# AIM OF THE EXERCISE:
Among the lines below, how many carry the string "apps"? Reply with a number and nothing else.

[[ INPUT FOR THIS TASK open ]]

//! L1-regularised linear regression.

use ndarray::{Array1, ArrayView1, ArrayView2, Axis};
use serde::{Deserialize, Serialize};
use serde_json::Value;

use super::{
    LASSO, Model, ModelType, check_prediction_data, check_training_data, from_parameters,
    not_fitted, to_parameters,
};
use crate::error::{Error, Result};

#[derive(Debug, Clone, PartialEq, Serialize, Deserialize)]
struct LinearFit {
    coefficients: Vec<f64>,
    intercept: f64,
}

/// Minimises `(1 / 2n)·‖y − Xw − b‖² + alpha·‖w‖₁` by cyclic coordinate descent.
///
/// The intercept is not penalised; features and target are centred before the descent.
#[derive(Debug, Clone, PartialEq, Serialize, Deserialize)]
pub struct Lasso {
    alpha: f64,
    max_iter: usize,
    tolerance: f64,
    fitted: Option<LinearFit>,
}

impl Default for Lasso {
    fn default() -> Self {
        Self {
            alpha: 1.0,
            max_iter: 1000,
            tolerance: 1e-6,
            fitted: None,
        }
    }
}

impl Lasso {
    /// Unfitted model with regularisation strength `alpha`.
    pub fn new(alpha: f64) -> Result<Self> {
        if !alpha.is_finite() || alpha < 0.0 {
            return Err(Error::invalid_argument(format!(
                "lasso alpha must be a non-negative number, got {alpha}"
            )));
        }
        Ok(Self {
            alpha,
            ..Self::default()
        })
    }

    pub fn coefficients(&self) -> Option<&[f64]> {
        self.fitted.as_ref().map(|f| f.coefficients.as_slice())
    }

    pub fn intercept(&self) -> Option<f64> {
        self.fitted.as_ref().map(|f| f.intercept)
    }
}

fn soft_threshold(value: f64, threshold: f64) -> f64 {
    if value > threshold {
        value - threshold
    } else if value < -threshold {
        value + threshold
    } else {
        0.0
    }
}

impl Model for Lasso {
    fn name(&self) -> &'static str {
        LASSO
    }

    fn model_type(&self) -> ModelType {
        ModelType::Regression
    }

    #[allow(clippy::cast_precision_loss)]
    fn fit(&mut self, x: ArrayView2<'_, f64>, y: ArrayView1<'_, f64>) -> Result<()> {
        check_training_data(x, y)?;
        let n = x.nrows() as f64;

        let x_mean = x.mean_axis(Axis(0)).unwrap_or_else(|| Array1::zeros(x.ncols()));
        let y_mean = y.sum() / n;
        let centred = &x - &x_mean;
        let mut residual = y.mapv(|v| v - y_mean);

        let norms: Vec<f64> = centred
            .axis_iter(Axis(1))
            .map(|col| col.dot(&col) / n)
            .collect();
        let mut weights = vec![0.0; x.ncols()];

        for _ in 0..self.max_iter {
            let mut max_delta = 0.0_f64;
            for (j, column) in centred.axis_iter(Axis(1)).enumerate() {
                if norms[j] == 0.0 {
                    continue;
                }
                let rho = column.dot(&residual) / n + norms[j] * weights[j];
                let updated = soft_threshold(rho, self.alpha) / norms[j];
                let delta = updated - weights[j];
                if delta != 0.0 {
                    residual.scaled_add(-delta, &column);
                    weights[j] = updated;
                    max_delta = max_delta.max(delta.abs());
                }
            }
            if max_delta < self.tolerance {
                break;
            }
        }

        let intercept = y_mean - x_mean.dot(&Array1::from(weights.clone()));
        self.fitted = Some(LinearFit {
            coefficients: weights,
            intercept,
        });
        Ok(())
    }

    fn predict(&self, x: ArrayView2<'_, f64>) -> Result<Array1<f64>> {
        let fitted = self.fitted.as_ref().ok_or_else(|| not_fitted(LASSO))?;
        check_prediction_data(x, fitted.coefficients.len())?;
        let weights = Array1::from(fitted.coefficients.clone());
        Ok(x.dot(&weights) + fitted.intercept)
    }

    fn parameters(&self) -> Result<Value> {
        to_parameters(self)
    }

    fn restore(&mut self, parameters: Value) -> Result<()> {
        *self = from_parameters(LASSO, parameters)?;
        Ok(())
    }
}

#[cfg(test)]
mod tests {
    use super::*;
    use ndarray::{Array2, array};

    fn line() -> (Array2<f64>, Array1<f64>) {
        let x = Array2::from_shape_fn((10, 1), |(i, _)| i as f64);
        let y = x.column(0).mapv(|v| 2.0 * v + 1.0);
        (x, y)
    }

    #[test]
    fn test_default_alpha_shrinks_slope() {
        let (x, y) = line();
        let mut model = Lasso::default();
        model.fit(x.view(), y.view()).unwrap();

        // var(x) = 8.25, cov(x, y) = 16.5, slope = (16.5 - 1) / 8.25
        let slope = model.coefficients().unwrap()[0];
        assert!((slope - 15.5 / 8.25).abs() < 1e-6);
        assert!((model.intercept().unwrap() - (10.0 - 4.5 * slope)).abs() < 1e-6);
    }

    #[test]
    fn test_small_alpha_approaches_least_squares() {
        let (x, y) = line();
        let mut model = Lasso::new(1e-6).unwrap();
        model.fit(x.view(), y.view()).unwrap();
        assert!((model.coefficients().unwrap()[0] - 2.0).abs() < 1e-4);
        assert!((model.intercept().unwrap() - 1.0).abs() < 1e-3);
    }

    #[test]
    fn test_large_alpha_zeroes_weights() {
        let (x, y) = line();
        let mut model = Lasso::new(100.0).unwrap();
        model.fit(x.view(), y.view()).unwrap();

        assert_eq!(model.coefficients().unwrap(), &[0.0]);
        let predicted = model.predict(array![[0.0], [100.0]].view()).unwrap();
        assert!((predicted[0] - 10.0).abs() < 1e-12);
        assert!((predicted[1] - 10.0).abs() < 1e-12);
    }

    #[test]
    fn test_constant_feature_ignored() {
        let x = array![[0.0, 5.0], [1.0, 5.0], [2.0, 5.0], [3.0, 5.0]];
        let y = array![0.0, 1.0, 2.0, 3.0];
        let mut model = Lasso::new(0.01).unwrap();
        model.fit(x.view(), y.view()).unwrap();
        assert_eq!(model.coefficients().unwrap()[1], 0.0);
    }

    #[test]
    fn test_rejects_negative_alpha() {
        assert!(matches!(Lasso::new(-1.0), Err(Error::InvalidArgument(_))));
    }
}
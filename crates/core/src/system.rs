//! Composition root wiring configuration, storage and the registry together.

use tracing::info;

use crate::config::AutoopConfig;
use crate::error::Result;
use crate::registry::ArtifactRegistry;
use crate::storage::{JsonMetadataStore, LocalBlobStore};

/// One registry over filesystem-backed stores.
///
/// Construct one per process (or per test) and pass it by reference.
#[derive(Debug)]
pub struct AutoMlSystem {
    config: AutoopConfig,
    registry: ArtifactRegistry,
}

impl AutoMlSystem {
    /// Open (and create if missing) the object and metadata roots from `config`.
    pub fn open(config: &AutoopConfig) -> Result<Self> {
        let objects = LocalBlobStore::new(config.objects_root.clone())?;
        let metadata = JsonMetadataStore::open(LocalBlobStore::new(config.metadata_root.clone())?)?;

        let mut registry = ArtifactRegistry::new(Box::new(objects), Box::new(metadata));
        registry.refresh()?;

        info!(
            objects_root = %config.objects_root.display(),
            metadata_root = %config.metadata_root.display(),
            "AutoOp system opened"
        );

        Ok(Self {
            config: config.clone(),
            registry,
        })
    }

    pub const fn config(&self) -> &AutoopConfig {
        &self.config
    }

    pub const fn registry(&self) -> &ArtifactRegistry {
        &self.registry
    }

    pub const fn registry_mut(&mut self) -> &mut ArtifactRegistry {
        &mut self.registry
    }
}

#[cfg(test)]
mod tests {
    use super::*;
    use crate::artifact::{Artifact, ArtifactType};
    use tempfile::TempDir;

    #[test]
    fn test_open_creates_roots() {
        let tmp = TempDir::new().unwrap();
        let config = AutoopConfig::from_assets_root(tmp.path().join("assets"));

        let system = AutoMlSystem::open(&config).unwrap();

        assert!(config.objects_root.is_dir());
        assert!(config.metadata_root.is_dir());
        assert!(system.registry().list(None).unwrap().is_empty());
    }

    #[test]
    fn test_two_systems_share_state_through_disk() {
        let tmp = TempDir::new().unwrap();
        let config = AutoopConfig::from_assets_root(tmp.path());

        let artifact = Artifact::new("iris", ArtifactType::Dataset, "dataset/iris")
            .with_data(b"a\n1\n".to_vec());
        {
            let mut system = AutoMlSystem::open(&config).unwrap();
            system.registry_mut().register(&artifact).unwrap();
        }

        let system = AutoMlSystem::open(&config).unwrap();
        assert_eq!(system.registry().get(&artifact.id()).unwrap(), artifact);
        assert_eq!(system.config(), &config);
    }
}
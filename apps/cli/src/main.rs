//! AutoOp command-line interface
//!
//! Registers CSV datasets, trains and evaluates model pipelines on them, and
//! manages the stored artifacts. Every command prints one JSON document on
//! stdout; logs go to stderr.

mod commands;
mod config;

use std::path::PathBuf;

use anyhow::Result;
use autoop_core::AutoMlSystem;
use clap::{Parser, Subcommand};
use tracing::debug;

use commands::{artifact::ArtifactCommand, dataset::DatasetCommand, pipeline::PipelineCommand};
use config::LogFormat;

#[derive(Debug, Parser)]
#[command(name = "autoop", version, about = "Artifact registry and ML pipeline runner")]
struct Cli {
    /// Configuration file (TOML, YAML or JSON)
    #[arg(long, global = true, env = "AUTOOP_CONFIG")]
    config: Option<PathBuf>,

    /// Assets directory holding `objects/` and `dbo/`; overrides any configuration
    #[arg(long, global = true)]
    assets: Option<PathBuf>,

    /// Log output format on stderr
    #[arg(long, global = true, value_enum, default_value_t = LogFormat::Text)]
    log_format: LogFormat,

    #[command(subcommand)]
    command: Command,
}

#[derive(Debug, Subcommand)]
enum Command {
    /// Manage datasets
    #[command(subcommand)]
    Dataset(DatasetCommand),
    /// Inspect and delete stored artifacts
    #[command(subcommand)]
    Artifact(ArtifactCommand),
    /// Run, inspect and apply pipelines
    #[command(subcommand)]
    Pipeline(PipelineCommand),
}

fn main() -> Result<()> {
    let cli = Cli::parse();
    config::init_tracing(cli.log_format);
    debug!(log_format = cli.log_format.as_str(), "Logging initialized");

    let settings = config::resolve(cli.config.as_deref(), cli.assets.as_ref())?;
    settings.log_startup();

    let mut system = AutoMlSystem::open(&settings)?;
    let output = match cli.command {
        Command::Dataset(command) => commands::dataset::run(&mut system, command)?,
        Command::Artifact(command) => commands::artifact::run(&mut system, command)?,
        Command::Pipeline(command) => commands::pipeline::run(&mut system, command)?,
    };
    commands::print_json(&output)
}
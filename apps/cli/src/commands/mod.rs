//! Subcommand handlers. Each returns the JSON document printed on stdout.

pub mod artifact;
pub mod dataset;
pub mod pipeline;

use std::io::Write;

use anyhow::Result;
use autoop_core::Artifact;
use serde::Serialize;
use serde_json::{Value, json};

/// Pretty-print `value` as JSON on stdout.
pub fn print_json<T: Serialize>(value: &T) -> Result<()> {
    let stdout = std::io::stdout();
    let mut out = stdout.lock();
    serde_json::to_writer_pretty(&mut out, value)?;
    writeln!(out)?;
    Ok(())
}

/// Artifact description without its payload.
pub fn describe_artifact(artifact: &Artifact) -> Value {
    json!({
        "id": artifact.id(),
        "name": artifact.name(),
        "version": artifact.version(),
        "type": artifact.artifact_type().as_str(),
        "asset_path": artifact.asset_path(),
        "tags": artifact.tags(),
        "metadata": artifact.metadata(),
        "size": artifact.read().map(|data| data.len()).ok(),
    })
}
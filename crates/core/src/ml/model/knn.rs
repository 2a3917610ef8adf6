//! k-nearest-neighbours classification.

use ndarray::{Array1, ArrayView1, ArrayView2};
use serde::{Deserialize, Serialize};
use serde_json::Value;

use super::{
    K_NEAREST_NEIGHBORS, Model, ModelType, check_prediction_data, check_training_data,
    class_count, from_parameters, majority, not_fitted, to_parameters,
};
use crate::error::{Error, Result};

#[derive(Debug, Clone, PartialEq, Serialize, Deserialize)]
struct Neighbours {
    n_classes: usize,
    points: Vec<Vec<f64>>,
    labels: Vec<f64>,
}

/// Majority vote among the `k` training points closest in Euclidean distance.
///
/// Equal distances are broken by training order; tied votes go to the lowest class index.
#[derive(Debug, Clone, PartialEq, Serialize, Deserialize)]
pub struct KNearestNeighbors {
    k: usize,
    fitted: Option<Neighbours>,
}

impl Default for KNearestNeighbors {
    fn default() -> Self {
        Self { k: 3, fitted: None }
    }
}

impl KNearestNeighbors {
    pub fn new(k: usize) -> Result<Self> {
        if k == 0 {
            return Err(Error::invalid_argument("k must be at least 1"));
        }
        Ok(Self { k, fitted: None })
    }

    pub const fn k(&self) -> usize {
        self.k
    }
}

fn squared_distance(a: ArrayView1<'_, f64>, b: &[f64]) -> f64 {
    a.iter().zip(b).map(|(x, y)| (x - y).powi(2)).sum()
}

#[allow(clippy::cast_possible_truncation, clippy::cast_sign_loss)]
fn vote(neighbours: &Neighbours, row: ArrayView1<'_, f64>, k: usize) -> f64 {
    let mut distances: Vec<(f64, usize)> = neighbours
        .points
        .iter()
        .enumerate()
        .map(|(idx, point)| (squared_distance(row, point), idx))
        .collect();
    distances.sort_by(|a, b| a.0.total_cmp(&b.0).then(a.1.cmp(&b.1)));

    let mut counts = vec![0usize; neighbours.n_classes];
    for &(_, idx) in distances.iter().take(k) {
        let class = (neighbours.labels[idx] as usize).min(neighbours.n_classes - 1);
        counts[class] += 1;
    }
    majority(&counts)
}

impl Model for KNearestNeighbors {
    fn name(&self) -> &'static str {
        K_NEAREST_NEIGHBORS
    }

    fn model_type(&self) -> ModelType {
        ModelType::Classification
    }

    fn fit(&mut self, x: ArrayView2<'_, f64>, y: ArrayView1<'_, f64>) -> Result<()> {
        check_training_data(x, y)?;
        let n_classes = class_count(y)?;
        self.fitted = Some(Neighbours {
            n_classes,
            points: x.rows().into_iter().map(|row| row.to_vec()).collect(),
            labels: y.to_vec(),
        });
        Ok(())
    }

    fn predict(&self, x: ArrayView2<'_, f64>) -> Result<Array1<f64>> {
        let fitted = self.fitted.as_ref().ok_or_else(|| not_fitted(K_NEAREST_NEIGHBORS))?;
        let n_features = fitted.points.first().map_or(0, Vec::len);
        check_prediction_data(x, n_features)?;
        if fitted.n_classes == 0 {
            return Err(Error::serialization("k_nearest_neighbors state has no classes"));
        }
        Ok(x.rows()
            .into_iter()
            .map(|row| vote(fitted, row, self.k))
            .collect())
    }

    fn parameters(&self) -> Result<Value> {
        to_parameters(self)
    }

    fn restore(&mut self, parameters: Value) -> Result<()> {
        *self = from_parameters(K_NEAREST_NEIGHBORS, parameters)?;
        Ok(())
    }
}
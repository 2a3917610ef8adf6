//! Random forest classification.

use ndarray::{Array1, ArrayView1, ArrayView2};
use rand::rngs::StdRng;
use rand::{Rng, SeedableRng};
use serde::{Deserialize, Serialize};
use serde_json::Value;

use super::tree::{Criterion, DecisionTree, TreeBuilder, TreeParams};
use super::{
    Model, ModelType, RANDOM_FOREST, check_prediction_data, check_training_data, class_count,
    from_parameters, majority, not_fitted, to_parameters,
};
use crate::error::Result;

#[derive(Debug, Clone, PartialEq, Serialize, Deserialize)]
struct Forest {
    n_features: usize,
    n_classes: usize,
    trees: Vec<DecisionTree>,
}

/// Bagged Gini trees, each split drawing `max(1, ⌊√p⌋)` candidate features.
///
/// Bootstrap samples and feature draws come from a generator seeded with `seed`, so a fit
/// on the same data always yields the same forest.
#[derive(Debug, Clone, PartialEq, Serialize, Deserialize)]
pub struct RandomForest {
    n_estimators: usize,
    max_depth: usize,
    min_samples_split: usize,
    seed: u64,
    fitted: Option<Forest>,
}

impl Default for RandomForest {
    fn default() -> Self {
        Self {
            n_estimators: 100,
            max_depth: 16,
            min_samples_split: 2,
            seed: 42,
            fitted: None,
        }
    }
}

impl RandomForest {
    #[must_use]
    pub const fn with_seed(mut self, seed: u64) -> Self {
        self.seed = seed;
        self
    }

    #[must_use]
    pub const fn with_estimators(mut self, n_estimators: usize) -> Self {
        self.n_estimators = n_estimators;
        self
    }
}

#[allow(
    clippy::cast_possible_truncation,
    clippy::cast_precision_loss,
    clippy::cast_sign_loss
)]
fn features_per_split(n_features: usize) -> usize {
    ((n_features as f64).sqrt().floor() as usize).max(1)
}

impl Model for RandomForest {
    fn name(&self) -> &'static str {
        RANDOM_FOREST
    }

    fn model_type(&self) -> ModelType {
        ModelType::Classification
    }

    fn fit(&mut self, x: ArrayView2<'_, f64>, y: ArrayView1<'_, f64>) -> Result<()> {
        check_training_data(x, y)?;
        let n_classes = class_count(y)?;
        let n_rows = x.nrows();
        let params = TreeParams {
            max_depth: self.max_depth,
            min_samples_split: self.min_samples_split,
            max_features: Some(features_per_split(x.ncols())),
        };

        let mut rng = StdRng::seed_from_u64(self.seed);
        let mut trees = Vec::with_capacity(self.n_estimators);
        for _ in 0..self.n_estimators {
            let sample: Vec<usize> = (0..n_rows).map(|_| rng.random_range(0..n_rows)).collect();
            let tree = TreeBuilder::new(x.view(), y.view(), params, Criterion::Gini { n_classes })
                .build(&sample, Some(&mut rng));
            trees.push(tree);
        }

        self.fitted = Some(Forest {
            n_features: x.ncols(),
            n_classes,
            trees,
        });
        Ok(())
    }

    #[allow(clippy::cast_possible_truncation, clippy::cast_sign_loss)]
    fn predict(&self, x: ArrayView2<'_, f64>) -> Result<Array1<f64>> {
        let fitted = self.fitted.as_ref().ok_or_else(|| not_fitted(RANDOM_FOREST))?;
        check_prediction_data(x, fitted.n_features)?;

        Ok(x.rows()
            .into_iter()
            .map(|row| {
                let mut votes = vec![0usize; fitted.n_classes.max(1)];
                for tree in &fitted.trees {
                    let class = tree.predict_row(row);
                    if class.is_finite() && class >= 0.0 {
                        let idx = (class as usize).min(votes.len() - 1);
                        votes[idx] += 1;
                    }
                }
                majority(&votes)
            })
            .collect())
    }

    fn parameters(&self) -> Result<Value> {
        to_parameters(self)
    }

    fn restore(&mut self, parameters: Value) -> Result<()> {
        *self = from_parameters(RANDOM_FOREST, parameters)?;
        Ok(())
    }
}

[[ INPUT FOR THIS TASK closed ]]

# ANSWER SECTION:
2